Figure 1. Current long-range radar out of Tallahassee, FL.

It's pretty amazing (and a little unnerving) how quickly this storm sprang up. TD 4 developed literally overnight, and has the potential to be a strong tropical storm by the time it makes landfall tonight along the Florida Peninsula. TD 4 reminds me of 2007's Hurricane Humberto, which became a hurricane just 24 hours after first appearing as a tropical depression. I don't think TD 4 has time to reach hurricane strength, since wind shear as diagnosed by the SHIPS model was moderate, 10 - 15 knots, but it does have time to strengthen into a 50 - 60 mph tropical storm before landfall. Given that the storm is so small, storm surge flooding should not exceed 3 -5 feet, and will not be the major hazard from TD 4; inland flooding from heavy rain of 3 - 6 inches is likely to be the main threat from the storm.

Tropical Storm Ana continues to struggle
Tropical Storm Ana continues to struggle. Dry air continues to plague the storm, thanks to the large area of Saharan air the storm is embedded in. Ana's heavy thunderstorms are limited to just one small spot near the center. Wind shear appears to have lessened some, though, since yesterday. Thunderstorms were not able to form at all near the center yesterday, since strong wind shear tends to blow a storm's heavy thunderstorms to one side of the storm, exposing the low-level center to view. With heavy thunderstorms building near the center this morning, shear appears to be less of a problem for the storm. Top winds seen by this morning's QuikSCAT pass were about 35 mph. The outer rain showers from Ana should appear on radar out of Martinique today.

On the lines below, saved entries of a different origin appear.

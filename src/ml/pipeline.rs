//! The trained classification pipeline and its persisted artifact.
//!
//! A [`ClassificationPipeline`] owns the fitted vectorizer and the
//! per-category classifiers as one unit, created once per training run and
//! read-only afterwards. The artifact also records which analyzer produced
//! the vocabulary, and `load` rebuilds exactly that analyzer, so training and
//! serving normalize messages identically by construction.

use std::fs::File;
use std::io::{BufReader, BufWriter};
use std::path::Path;

use serde::{Deserialize, Serialize};

use crate::analysis::analyzer::{Analyzer, MessageAnalyzer};
use crate::error::{MaydayError, Result};
use crate::ml::boost::BoostConfig;
use crate::ml::multilabel::MultiLabelClassifier;
use crate::ml::vectorizer::{TfIdfConfig, TfIdfVectorizer};

/// Identity of the analyzer baked into a pipeline artifact.
#[derive(Debug, Clone, Copy, PartialEq, Eq, Serialize, Deserialize)]
pub enum AnalyzerKind {
    /// The full message analyzer (tokenize, lowercase, alphabetic, stop,
    /// lemma, stem); training and serving share this one chain.
    Message,
}

impl AnalyzerKind {
    /// Construct the analyzer this identity names.
    pub fn build(&self) -> Box<dyn Analyzer> {
        match self {
            AnalyzerKind::Message => Box::new(MessageAnalyzer::new()),
        }
    }
}

/// Full configuration of a training run.
#[derive(Debug, Clone, Serialize, Deserialize)]
pub struct PipelineConfig {
    pub analyzer: AnalyzerKind,
    pub tfidf: TfIdfConfig,
    pub boost: BoostConfig,
}

impl Default for PipelineConfig {
    fn default() -> Self {
        PipelineConfig {
            analyzer: AnalyzerKind::Message,
            tfidf: TfIdfConfig::default(),
            boost: BoostConfig::default(),
        }
    }
}

/// Per-category 0/1 labels predicted for one message.
#[derive(Debug, Clone, PartialEq, Eq, Serialize, Deserialize)]
pub struct Prediction {
    labels: Vec<(String, u8)>,
}

impl Prediction {
    /// Ordered (category, label) pairs.
    pub fn labels(&self) -> &[(String, u8)] {
        &self.labels
    }

    /// Look up the label for one category.
    pub fn get(&self, category: &str) -> Option<u8> {
        self.labels
            .iter()
            .find(|(name, _)| name == category)
            .map(|(_, label)| *label)
    }

    /// Categories predicted positive.
    pub fn positive_categories(&self) -> Vec<&str> {
        self.labels
            .iter()
            .filter(|(_, label)| *label == 1)
            .map(|(name, _)| name.as_str())
            .collect()
    }
}

/// Serialized form of the pipeline: everything needed to reconstruct it.
#[derive(Serialize, Deserialize)]
struct PipelineArtifact {
    analyzer: AnalyzerKind,
    vectorizer: TfIdfVectorizer,
    classifier: MultiLabelClassifier,
}

/// The fitted vectorizer and per-category classifiers as one unit.
pub struct ClassificationPipeline {
    analyzer_kind: AnalyzerKind,
    analyzer: Box<dyn Analyzer>,
    vectorizer: TfIdfVectorizer,
    classifier: MultiLabelClassifier,
}

impl std::fmt::Debug for ClassificationPipeline {
    fn fmt(&self, f: &mut std::fmt::Formatter<'_>) -> std::fmt::Result {
        f.debug_struct("ClassificationPipeline")
            .field("analyzer", &self.analyzer_kind)
            .field("vocabulary_size", &self.vectorizer.vocabulary_size())
            .field("categories", &self.classifier.n_categories())
            .finish()
    }
}

impl ClassificationPipeline {
    /// Train a pipeline on raw messages and their label matrix.
    pub fn fit(
        config: &PipelineConfig,
        messages: &[String],
        categories: &[String],
        labels: &[Vec<u8>],
    ) -> Result<Self> {
        if messages.len() != labels.len() {
            return Err(MaydayError::model(
                "messages and label rows must have equal length",
            ));
        }

        let analyzer = config.analyzer.build();
        let documents = messages
            .iter()
            .map(|message| analyzer.normalize(message))
            .collect::<Result<Vec<_>>>()?;

        let mut vectorizer = TfIdfVectorizer::new(config.tfidf.clone());
        let features = vectorizer.fit_transform(&documents)?;
        let classifier = MultiLabelClassifier::fit(&config.boost, categories, &features, labels)?;

        Ok(ClassificationPipeline {
            analyzer_kind: config.analyzer,
            analyzer,
            vectorizer,
            classifier,
        })
    }

    /// Predict per-category labels for one message.
    ///
    /// Total over all inputs: an empty or unrecognizable message maps to the
    /// all-zero feature vector and receives the classifiers' default labels.
    pub fn predict(&self, message: &str) -> Result<Prediction> {
        let tokens = self.analyzer.normalize(message)?;
        let features = self.vectorizer.transform(&tokens)?;
        let labels = self.classifier.predict(&features);

        Ok(Prediction {
            labels: self
                .classifier
                .categories()
                .iter()
                .cloned()
                .zip(labels)
                .collect(),
        })
    }

    /// Predict label rows for a batch of messages.
    pub fn predict_batch(&self, messages: &[String]) -> Result<Vec<Vec<u8>>> {
        messages
            .iter()
            .map(|message| {
                let tokens = self.analyzer.normalize(message)?;
                let features = self.vectorizer.transform(&tokens)?;
                Ok(self.classifier.predict(&features))
            })
            .collect()
    }

    /// The ordered category label set.
    pub fn categories(&self) -> &[String] {
        self.classifier.categories()
    }

    /// Size of the fitted vocabulary.
    pub fn vocabulary_size(&self) -> usize {
        self.vectorizer.vocabulary_size()
    }

    /// Serialize the pipeline to a file, overwriting any previous artifact.
    pub fn save(&self, path: &Path) -> Result<()> {
        let artifact = PipelineArtifact {
            analyzer: self.analyzer_kind,
            vectorizer: self.vectorizer.clone(),
            classifier: self.classifier.clone(),
        };

        let file = File::create(path)?;
        bincode::serialize_into(BufWriter::new(file), &artifact)?;
        Ok(())
    }

    /// Load a pipeline from a serialized artifact.
    pub fn load(path: &Path) -> Result<Self> {
        let file = File::open(path)?;
        let artifact: PipelineArtifact = bincode::deserialize_from(BufReader::new(file))?;

        Ok(ClassificationPipeline {
            analyzer_kind: artifact.analyzer,
            analyzer: artifact.analyzer.build(),
            vectorizer: artifact.vectorizer,
            classifier: artifact.classifier,
        })
    }
}

#[cfg(test)]
mod tests {
    use super::*;
    use crate::ml::boost::BoostConfig;

    fn training_data() -> (Vec<String>, Vec<String>, Vec<Vec<u8>>) {
        let messages: Vec<String> = [
            "we need water urgently",
            "please send drinking water",
            "water supply is gone",
            "children need food",
            "no food since monday",
            "send food rations please",
            "hello how are you",
            "thanks for the update",
            "weather report for today",
        ]
        .iter()
        .map(|m| m.to_string())
        .collect();
        let categories = vec!["water".to_string(), "food".to_string()];
        let labels = vec![
            vec![1, 0],
            vec![1, 0],
            vec![1, 0],
            vec![0, 1],
            vec![0, 1],
            vec![0, 1],
            vec![0, 0],
            vec![0, 0],
            vec![0, 0],
        ];
        (messages, categories, labels)
    }

    fn quick_config() -> PipelineConfig {
        PipelineConfig {
            boost: BoostConfig {
                n_estimators: 30,
                learning_rate: 0.3,
                ..BoostConfig::default()
            },
            ..PipelineConfig::default()
        }
    }

    #[test]
    fn test_fit_and_predict_separable() {
        let (messages, categories, labels) = training_data();
        let pipeline =
            ClassificationPipeline::fit(&quick_config(), &messages, &categories, &labels).unwrap();

        let prediction = pipeline.predict("we need water urgently").unwrap();
        assert_eq!(prediction.get("water"), Some(1));
    }

    #[test]
    fn test_empty_message_predicts_defaults() {
        let (messages, categories, labels) = training_data();
        let pipeline =
            ClassificationPipeline::fit(&quick_config(), &messages, &categories, &labels).unwrap();

        let prediction = pipeline.predict("").unwrap();
        assert_eq!(prediction.labels().len(), 2);
        // No evidence in the features: the majority-negative prior wins
        assert_eq!(prediction.get("water"), Some(0));
        assert_eq!(prediction.get("food"), Some(0));
    }

    #[test]
    fn test_out_of_vocabulary_message_is_total() {
        let (messages, categories, labels) = training_data();
        let pipeline =
            ClassificationPipeline::fit(&quick_config(), &messages, &categories, &labels).unwrap();

        let prediction = pipeline.predict("xylophone quartz").unwrap();
        assert_eq!(prediction.labels().len(), 2);
    }

    #[test]
    fn test_round_trip_preserves_predictions() {
        let (messages, categories, labels) = training_data();
        let pipeline =
            ClassificationPipeline::fit(&quick_config(), &messages, &categories, &labels).unwrap();

        let dir = tempfile::tempdir().unwrap();
        let path = dir.path().join("pipeline.bin");
        pipeline.save(&path).unwrap();

        let restored = ClassificationPipeline::load(&path).unwrap();
        assert_eq!(restored.categories(), pipeline.categories());

        for message in ["we need water urgently", "children need food", "", "hello"] {
            assert_eq!(
                pipeline.predict(message).unwrap(),
                restored.predict(message).unwrap()
            );
        }
    }

    #[test]
    fn test_positive_categories() {
        let (messages, categories, labels) = training_data();
        let pipeline =
            ClassificationPipeline::fit(&quick_config(), &messages, &categories, &labels).unwrap();

        let prediction = pipeline.predict("please send drinking water").unwrap();
        assert!(prediction.positive_categories().contains(&"water"));
    }
}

Shear is low (5 - 10 knots), and is forecast to remain low for the next two days. SSTs are warm, 28°C, and will warm further over the next two days. However, there is so much dry air around Ana that significant strengthening appears unlikely. Nearly all of the models predict Ana will dissipate sometime in the next three days, though the HWRF and GFDL predict that this will happen because Ana will move over the rugged terrain of Hispaniola. Ana is likely not strong enough to survive an encounter with the big island that the Dominican Republic and Haiti share. At this time, it does not appear that Ana will be moist enough to cause a major flooding disaster on Hispaniola.

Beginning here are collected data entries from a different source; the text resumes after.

//! Classification metrics and the per-category evaluation report.
//!
//! Per-category precision, recall, F1, and support feed the human-readable
//! report; micro-averaged F1 pools true/false positives and negatives across
//! all categories and is the grid search's selection score. Undefined ratios
//! (zero denominators) evaluate to 0.0 rather than NaN, so degenerate
//! categories surface as near-zero rows instead of poisoning the report.

use std::fmt;

use serde::{Deserialize, Serialize};

/// Positive-class metrics for one category.
#[derive(Debug, Clone, Copy, PartialEq, Serialize, Deserialize)]
pub struct ClassMetrics {
    pub precision: f64,
    pub recall: f64,
    pub f1: f64,
    /// Number of true positive-class examples.
    pub support: usize,
}

fn ratio(numerator: f64, denominator: f64) -> f64 {
    if denominator > 0.0 {
        numerator / denominator
    } else {
        0.0
    }
}

/// Compute positive-class precision/recall/F1 for one category.
pub fn binary_metrics(y_true: &[u8], y_pred: &[u8]) -> ClassMetrics {
    debug_assert_eq!(y_true.len(), y_pred.len());

    let mut tp = 0.0;
    let mut fp = 0.0;
    let mut fn_ = 0.0;
    let mut support = 0;

    for (&truth, &pred) in y_true.iter().zip(y_pred.iter()) {
        if truth == 1 {
            support += 1;
        }
        match (truth, pred) {
            (1, 1) => tp += 1.0,
            (0, 1) => fp += 1.0,
            (1, 0) => fn_ += 1.0,
            _ => {}
        }
    }

    let precision = ratio(tp, tp + fp);
    let recall = ratio(tp, tp + fn_);
    let f1 = ratio(2.0 * precision * recall, precision + recall);

    ClassMetrics {
        precision,
        recall,
        f1,
        support,
    }
}

/// Micro-averaged F1 over label-matrix rows.
///
/// Counts are pooled across every (sample, category) cell before computing
/// precision and recall.
pub fn micro_f1(y_true: &[Vec<u8>], y_pred: &[Vec<u8>]) -> f64 {
    let mut tp = 0.0;
    let mut fp = 0.0;
    let mut fn_ = 0.0;

    for (truth_row, pred_row) in y_true.iter().zip(y_pred.iter()) {
        for (&truth, &pred) in truth_row.iter().zip(pred_row.iter()) {
            match (truth, pred) {
                (1, 1) => tp += 1.0,
                (0, 1) => fp += 1.0,
                (1, 0) => fn_ += 1.0,
                _ => {}
            }
        }
    }

    let precision = ratio(tp, tp + fp);
    let recall = ratio(tp, tp + fn_);
    ratio(2.0 * precision * recall, precision + recall)
}

/// Human-readable per-category evaluation report.
#[derive(Debug, Clone, Serialize, Deserialize)]
pub struct ClassificationReport {
    rows: Vec<(String, ClassMetrics)>,
}

impl ClassificationReport {
    /// Build a report from true and predicted label-matrix rows.
    pub fn new(categories: &[String], y_true: &[Vec<u8>], y_pred: &[Vec<u8>]) -> Self {
        let rows = categories
            .iter()
            .enumerate()
            .map(|(index, category)| {
                let truth: Vec<u8> = y_true.iter().map(|row| row[index]).collect();
                let pred: Vec<u8> = y_pred.iter().map(|row| row[index]).collect();
                (category.clone(), binary_metrics(&truth, &pred))
            })
            .collect();

        ClassificationReport { rows }
    }

    /// Per-category rows in category order.
    pub fn rows(&self) -> &[(String, ClassMetrics)] {
        &self.rows
    }

    /// Look up the metrics for one category.
    pub fn metrics(&self, category: &str) -> Option<&ClassMetrics> {
        self.rows
            .iter()
            .find(|(name, _)| name == category)
            .map(|(_, metrics)| metrics)
    }
}

impl fmt::Display for ClassificationReport {
    fn fmt(&self, f: &mut fmt::Formatter<'_>) -> fmt::Result {
        writeln!(
            f,
            "{:<24} {:>9} {:>9} {:>9} {:>9}",
            "category", "precision", "recall", "f1-score", "support"
        )?;
        writeln!(f)?;
        for (category, metrics) in &self.rows {
            writeln!(
                f,
                "{:<24} {:>9.2} {:>9.2} {:>9.2} {:>9}",
                category, metrics.precision, metrics.recall, metrics.f1, metrics.support
            )?;
        }
        Ok(())
    }
}

#[cfg(test)]
mod tests {
    use super::*;

    #[test]
    fn test_binary_metrics_perfect() {
        let metrics = binary_metrics(&[1, 0, 1, 0], &[1, 0, 1, 0]);
        assert_eq!(metrics.precision, 1.0);
        assert_eq!(metrics.recall, 1.0);
        assert_eq!(metrics.f1, 1.0);
        assert_eq!(metrics.support, 2);
    }

    #[test]
    fn test_binary_metrics_mixed() {
        // One true positive, one false positive, one false negative
        let metrics = binary_metrics(&[1, 0, 1, 0], &[1, 1, 0, 0]);
        assert!((metrics.precision - 0.5).abs() < 1e-12);
        assert!((metrics.recall - 0.5).abs() < 1e-12);
        assert!((metrics.f1 - 0.5).abs() < 1e-12);
    }

    #[test]
    fn test_zero_division_yields_zero() {
        // No positives anywhere: precision/recall/F1 all defined as 0.0
        let metrics = binary_metrics(&[0, 0, 0], &[0, 0, 0]);
        assert_eq!(metrics.precision, 0.0);
        assert_eq!(metrics.recall, 0.0);
        assert_eq!(metrics.f1, 0.0);
        assert_eq!(metrics.support, 0);
    }

    #[test]
    fn test_micro_f1_pools_counts() {
        let y_true = vec![vec![1, 0], vec![0, 1]];
        let y_pred = vec![vec![1, 0], vec![0, 0]];

        // Pooled counts: tp=1, fp=0, fn=1 -> precision 1.0, recall 0.5
        let score = micro_f1(&y_true, &y_pred);
        assert!((score - 2.0 / 3.0).abs() < 1e-12);
    }

    #[test]
    fn test_micro_f1_empty_is_zero() {
        assert_eq!(micro_f1(&[], &[]), 0.0);
    }

    #[test]
    fn test_report_rows_and_lookup() {
        let categories = vec!["water".to_string(), "offer".to_string()];
        let y_true = vec![vec![1, 0], vec![0, 0]];
        let y_pred = vec![vec![1, 0], vec![0, 0]];

        let report = ClassificationReport::new(&categories, &y_true, &y_pred);
        assert_eq!(report.rows().len(), 2);
        assert_eq!(report.metrics("water").unwrap().f1, 1.0);
        // Degenerate category stays visible with zero support
        assert_eq!(report.metrics("offer").unwrap().support, 0);

        let rendered = report.to_string();
        assert!(rendered.contains("water"));
        assert!(rendered.contains("precision"));
    }
}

Figure 2. Water vapor image from this morning showing the large area of dry, Saharan air surrounding Ana, and lying to the northwest of Tropical Storm Bill. Image credit: NOAA/SSD

Tropical Storm Bill gathers strength
Tropical Storm Bill is gathering strength in the middle Atlantic Ocean, and appears poised to become a powerful Cape Verdes-type hurricane later this week. QuikSCAT data from this morning shows a large circulation with top winds of 35 - 40 mph. Water vapor imagery (Figure 2) shows that there is some dry air to the northwest of Bill, and this dry air is being drawn into Bill's center, slowing intensification. It will likely take another day before Bill can moisten the atmosphere enough to ward off the dry air, and allow more significant intensification.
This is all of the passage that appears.